Question:
I have a beautiful ten-year-old red Japanese Maple that was gorgeous last year. After the leaves turned brown, the maple shed two-thirds of their leaves around the middle of December. The balance of the brown and curly leaves just hung on the tree. Finally, I stripped them off by hand in late January. The branches, stems, and limbs look healthy, and they show no signs of shriveling. My other Japanese Maples shed all their leaves as they have always done in the past. I’ve now been told that it may be sick, but he wasn’t sure why. Do you have any idea what is happening or wrong with this Maple?Answer:
- I wouldn’t be overly concerned about your Japanese Maple. The partial leaf drop while not typical from prevues years, is not a sign of a problem.
- A plant genetic characteristics and climatic conditions influence leaf drop. So, something changed but it’s hard to identify, and you couldn’t affect any change anyway. Manually stripping off the old leaves, as you did, does not harm the plant.
- I think your information source could have been alluding to a problem called Verticillium or Fusarium Wilt. Both of these diseases are vascular problems that plugs up the major plant arteries for food and water during the growing season.
- When the flow of water is interrupted, we’d find leaf curl in sections of the canopy similar to water stress, wind burn and leaf drop.
- Another sign of the disease is both the small and larger stems turns black.
- The decline usually occurs over several growing seasons. Verticillium or Fusarium Wilt are very common in Bay Area soils, and unfortunately, we have no chemical controls for it.
- Susceptible plants and the disease can coexist for many years before it manifests itself. Camphor, Olive, Wisteria, Pistache along with tomatoes and other plants are likely to Verticillium and Fusarium Wilt. Curly or shriveled leaves, especially during the dormant season, is not an indicator of Verticillium or Fusarium Wilt.

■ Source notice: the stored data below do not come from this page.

//! SQL generators.
//!
//! Portable generators live in [`standard`] at the default priority. The
//! remaining modules hold Cloud Spanner overrides, registered at
//! [`PRIORITY_DATABASE`](crate::core::PRIORITY_DATABASE) so they win
//! whenever both claim a statement.

pub mod changelog;
pub mod column;
pub mod composite;
pub mod dml;
pub mod foreign_key;
pub mod sequence;
pub mod standard;
pub mod table;
pub mod unsupported;
pub mod view;

use crate::core::catalog::GeneratorRegistry;
use crate::core::statement::Statement;
use crate::core::traits::SqlGenerator;
use crate::error::MigrateError;

pub use changelog::{
    CreateDatabaseChangeLogLockTableGeneratorSpanner, CreateDatabaseChangeLogTableGeneratorSpanner,
    InitializeChangeLogLockTableGeneratorSpanner,
};
pub use column::{
    AddColumnGeneratorSpanner, AddDefaultValueGeneratorSpanner, DropDefaultValueGeneratorSpanner,
    ModifyDataTypeGeneratorSpanner, SetNullableGeneratorSpanner,
};
pub use composite::{AddLookupTableGeneratorSpanner, MergeColumnsGeneratorSpanner};
pub use dml::{DeleteGeneratorSpanner, InsertOrUpdateGeneratorSpanner, UpdateGeneratorSpanner};
pub use foreign_key::{AddForeignKeyConstraintGeneratorSpanner, DropAllForeignKeysGeneratorSpanner};
pub use sequence::{
    AlterSequenceGeneratorSpanner, CreateSequenceGeneratorSpanner, RenameSequenceGeneratorSpanner,
};
pub use table::CreateTableGeneratorSpanner;
pub use unsupported::UnsupportedGenerator;
pub use view::CreateViewGeneratorSpanner;

/// Error for a generator handed a statement of another kind. The registry
/// never does this; direct callers can.
pub(crate) fn wrong_statement(generator: &dyn SqlGenerator, statement: &Statement) -> MigrateError {
    MigrateError::Generation(format!(
        "{} cannot generate SQL for {}",
        generator.name(),
        statement.kind()
    ))
}

/// Register the portable generators and every Cloud Spanner override.
pub fn register_builtins(registry: &mut GeneratorRegistry) {
    standard::register(registry);

    registry.register(CreateTableGeneratorSpanner);

    registry.register(AddColumnGeneratorSpanner);
    registry.register(AddDefaultValueGeneratorSpanner);
    registry.register(DropDefaultValueGeneratorSpanner);
    registry.register(ModifyDataTypeGeneratorSpanner);
    registry.register(SetNullableGeneratorSpanner);

    registry.register(InsertOrUpdateGeneratorSpanner);
    registry.register(UpdateGeneratorSpanner);
    registry.register(DeleteGeneratorSpanner);

    registry.register(AddForeignKeyConstraintGeneratorSpanner);
    registry.register(DropAllForeignKeysGeneratorSpanner);

    registry.register(AddLookupTableGeneratorSpanner);
    registry.register(MergeColumnsGeneratorSpanner);

    registry.register(CreateSequenceGeneratorSpanner);
    registry.register(AlterSequenceGeneratorSpanner);
    registry.register(RenameSequenceGeneratorSpanner);

    registry.register(CreateViewGeneratorSpanner);

    registry.register(CreateDatabaseChangeLogTableGeneratorSpanner);
    registry.register(CreateDatabaseChangeLogLockTableGeneratorSpanner);
    registry.register(InitializeChangeLogLockTableGeneratorSpanner);

    for generator in unsupported::UNSUPPORTED {
        registry.register(generator);
    }
}

#[cfg(test)]
mod tests {
    use std::collections::HashSet;

    use super::*;
    use crate::core::catalog::GeneratorContext;
    use crate::core::statement::{
        DeleteStatement, DropTableStatement, StatementKind, TableRef,
    };
    use crate::core::traits::{PRIORITY_DATABASE, PRIORITY_DEFAULT};
    use crate::drivers::spanner::{DatabaseDialect, OfflineSchemaReader};

    const DIALECTS: [DatabaseDialect; 2] =
        [DatabaseDialect::GoogleStandardSql, DatabaseDialect::Postgresql];

    #[test]
    fn test_every_statement_kind_has_a_generator() {
        let registry = GeneratorRegistry::with_builtins();
        let kinds: HashSet<StatementKind> = registry.kinds().into_iter().collect();
        assert_eq!(kinds.len(), 38);
        assert!(kinds.contains(&StatementKind::InitializeChangeLogLockTable));
        assert!(kinds.contains(&StatementKind::Sql));
    }

    #[test]
    fn test_no_priority_ties_among_generators_of_a_kind() {
        let registry = GeneratorRegistry::with_builtins();
        for kind in registry.kinds() {
            let mut seen = HashSet::new();
            for generator in registry.generators_for(kind) {
                assert!(
                    seen.insert(generator.priority()),
                    "two generators for {} share priority {}",
                    kind,
                    generator.priority()
                );
            }
        }
    }

    #[test]
    fn test_spanner_override_wins_on_both_dialects() {
        let registry = GeneratorRegistry::with_builtins();
        let delete = Statement::Delete(DeleteStatement {
            table: TableRef::new("Singers"),
            where_clause: None,
        });
        for dialect in DIALECTS {
            let candidates = registry.candidates(&delete, dialect);
            assert_eq!(candidates.len(), 2);
            assert_eq!(candidates[0].name(), "DeleteGeneratorSpanner");
            assert_eq!(candidates[0].priority(), PRIORITY_DATABASE);
            assert_eq!(candidates[1].priority(), PRIORITY_DEFAULT);
        }
    }

    #[test]
    fn test_portable_generator_used_without_override() {
        let registry = GeneratorRegistry::with_builtins();
        let drop = Statement::DropTable(DropTableStatement {
            table: TableRef::new("Singers"),
        });
        let generator = registry
            .select(&drop, DatabaseDialect::GoogleStandardSql)
            .unwrap();
        assert_eq!(generator.priority(), PRIORITY_DEFAULT);
    }

    #[test]
    fn test_wrong_statement_is_a_generation_error() {
        let registry = GeneratorRegistry::with_builtins();
        let reader = OfflineSchemaReader;
        let ctx = GeneratorContext::new(DatabaseDialect::GoogleStandardSql, &registry, &reader);
        let drop = Statement::DropTable(DropTableStatement {
            table: TableRef::new("Singers"),
        });
        let err = DeleteGeneratorSpanner.generate(&drop, &ctx).unwrap_err();
        assert_eq!(
            err.to_string(),
            "Generation failed: DeleteGeneratorSpanner cannot generate SQL for dropTable"
        );
    }
}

- From your description, I doubt that you have either of these problems.
Question:
I have a palm tree that is about five to ten years old. It has grown to between five and six feet tall. I would like to cut this tree down to three feet. Is this possible or will the palm die?Answer:
- You typically control the height and width of evergreen plants by pruning. But this is not the case with palm trees without causing some adverse effect.
- Palms grow vertically with few to no lateral branches. Their growth is centered in the top or terminal section of the plant.
- If you shorten the main or any stem, it would probably die, but you could encourage the new shoots to develop from the base of the plant.
- The new shoot(s) would not grow overnight, so you would have an extended period where it would be visibly unattractive or odd looking.
- This might be a mute point if there is a new shoot developing at the base already.